WHAT THE TASK REQUIRES => Word for word, print all of the lines below.

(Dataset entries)
..........

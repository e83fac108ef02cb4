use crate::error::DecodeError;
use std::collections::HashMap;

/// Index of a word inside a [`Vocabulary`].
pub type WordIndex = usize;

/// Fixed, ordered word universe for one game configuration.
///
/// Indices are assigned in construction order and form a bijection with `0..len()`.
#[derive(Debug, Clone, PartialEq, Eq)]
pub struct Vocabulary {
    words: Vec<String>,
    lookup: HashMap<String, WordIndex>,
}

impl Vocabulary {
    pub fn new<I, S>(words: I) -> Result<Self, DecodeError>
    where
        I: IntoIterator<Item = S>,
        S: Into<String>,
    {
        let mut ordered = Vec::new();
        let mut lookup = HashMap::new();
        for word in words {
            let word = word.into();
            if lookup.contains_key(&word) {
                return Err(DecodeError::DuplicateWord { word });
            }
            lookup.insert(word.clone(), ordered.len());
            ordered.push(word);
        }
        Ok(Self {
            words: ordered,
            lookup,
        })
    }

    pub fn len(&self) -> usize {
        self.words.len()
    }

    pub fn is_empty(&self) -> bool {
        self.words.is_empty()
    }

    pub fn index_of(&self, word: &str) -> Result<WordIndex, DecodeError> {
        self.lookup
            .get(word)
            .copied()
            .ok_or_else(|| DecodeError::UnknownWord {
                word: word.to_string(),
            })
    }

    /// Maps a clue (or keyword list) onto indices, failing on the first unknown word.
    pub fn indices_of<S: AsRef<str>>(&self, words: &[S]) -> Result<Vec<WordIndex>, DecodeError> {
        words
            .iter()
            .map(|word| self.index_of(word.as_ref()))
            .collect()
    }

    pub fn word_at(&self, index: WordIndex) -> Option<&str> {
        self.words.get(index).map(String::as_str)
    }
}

..........

TASK OUTPUT =>
repository e83fac108ef02cb4
use crate::error::DecodeError;
use std::collections::HashMap;

/// Index of a word inside a [`Vocabulary`].
pub type WordIndex = usize;

/// Fixed, ordered word universe for one game configuration.
///
/// Indices are assigned in construction order and form a bijection with `0..len()`.
#[derive(Debug, Clone, PartialEq, Eq)]
pub struct Vocabulary {
    words: Vec<String>,
    lookup: HashMap<String, WordIndex>,
}

impl Vocabulary {
    pub fn new<I, S>(words: I) -> Result<Self, DecodeError>
    where
        I: IntoIterator<Item = S>,
        S: Into<String>,
    {
        let mut ordered = Vec::new();
        let mut lookup = HashMap::new();
        for word in words {
            let word = word.into();
            if lookup.contains_key(&word) {
                return Err(DecodeError::DuplicateWord { word });
            }
            lookup.insert(word.clone(), ordered.len());
            ordered.push(word);
        }
        Ok(Self {
            words: ordered,
            lookup,
        })
    }

    pub fn len(&self) -> usize {
        self.words.len()
    }

    pub fn is_empty(&self) -> bool {
        self.words.is_empty()
    }

    pub fn index_of(&self, word: &str) -> Result<WordIndex, DecodeError> {
        self.lookup
            .get(word)
            .copied()
            .ok_or_else(|| DecodeError::UnknownWord {
                word: word.to_string(),
            })
    }

    /// Maps a clue (or keyword list) onto indices, failing on the first unknown word.
    pub fn indices_of<S: AsRef<str>>(&self, words: &[S]) -> Result<Vec<WordIndex>, DecodeError> {
        words
            .iter()
            .map(|word| self.index_of(word.as_ref()))
            .collect()
    }

    pub fn word_at(&self, index: WordIndex) -> Option<&str> {
        self.words.get(index).map(String::as_str)
    }
}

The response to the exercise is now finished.